Positive vs. Negative Surface Skewness. The skew of surface profile symmetry can be an important surface attribute. Surfaces are typically characterized as being either negatively or positively skewed. This surface characteristic is referred to as Rsk (Rsk – skewness – the measure of surface symmetry about the mean line of a profilometer graph). Unfinished parts usually display a heavy concentration of surface peaks above this mean line, (a positive skew). It is axiomatic that almost all surfaces produced by common machining and fabrication methods are positively skewed. These positively skewed surfaces have an undesirable effect on the bearing ratio of surfaces, negatively impacting the performance of parts involved in applications where there is substantial surface-to-surface contact. Specialized high energy finishing procedures can truncate these surface profile peaks and achieve negatively skewed surfaces that are plateaued, presenting a much higher surface bearing contact area. Anecdotal evidence confirms that surface finishing procedures tailored to develop specific surface conditions with this in mind can have a dramatic impact on part life. In one example the life of tooling used in aluminum can stamping operations was extended 1000% or more by improved surface textures produced by mechanical surface treatment.

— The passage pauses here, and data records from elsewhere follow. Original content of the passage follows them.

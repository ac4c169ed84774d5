use super::{ObjectId, OverrideValue};
use serde::{Deserialize, Serialize};
use std::path::PathBuf;

/// Description of an imported namespace (module or package)
#[derive(Debug, Clone, PartialEq, Serialize, Deserialize)]
pub struct NamespaceInfo {
    /// Dotted module name as the runtime reports it
    pub name: String,

    pub object: ObjectId,

    pub docstring: Option<String>,

    /// Has a package search path
    pub is_package: bool,

    /// Package without an initializer file
    pub is_namespace: bool,

    /// Directories searched for submodules
    pub search_paths: Vec<PathBuf>,

    /// Explicit export list (`__all__`), in declared order
    pub exports: Option<Vec<String>>,

    /// Override dictionary (`__pdoc__`) declared by the module
    pub overrides: Vec<(String, OverrideValue)>,
}

impl NamespaceInfo {
    pub fn new(name: impl Into<String>, object: ObjectId) -> Self {
        Self {
            name: name.into(),
            object,
            docstring: None,
            is_package: false,
            is_namespace: false,
            search_paths: Vec::new(),
            exports: None,
            overrides: Vec::new(),
        }
    }

    pub fn with_docstring(mut self, docstring: impl Into<String>) -> Self {
        self.docstring = Some(docstring.into());
        self
    }

    pub fn with_package(mut self, search_paths: Vec<PathBuf>) -> Self {
        self.is_package = true;
        self.search_paths = search_paths;
        self
    }

    pub fn with_namespace(mut self, namespace: bool) -> Self {
        self.is_namespace = namespace;
        self
    }

    pub fn with_exports(mut self, exports: Vec<String>) -> Self {
        self.exports = Some(exports);
        self
    }

    /// Last segment of the dotted name
    pub fn short_name(&self) -> &str {
        self.name.rsplit('.').next().unwrap_or(&self.name)
    }
}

LEFT:  (Before) These photographs was taken with an electron
microscope at 500x magnification. It shows the surface of a raw
unfinished “as cast” turbine blade. The rough initial surface finish as
measured by profilometer was in the 75 – 90 Ra (μin) range. As is
typical of most cast, ground, turned, milled, EDM and forged surfaces
this surface shows a positive Rsk [Rsk – skewness – the measure of
surface symmetry about the mean line of a profilometer graph.
Unfinished parts usually display a heavy concentration of surface
peaks above this mean line, generally considered to be an undesirable
surface finish characteristic from a functional viewpoint.]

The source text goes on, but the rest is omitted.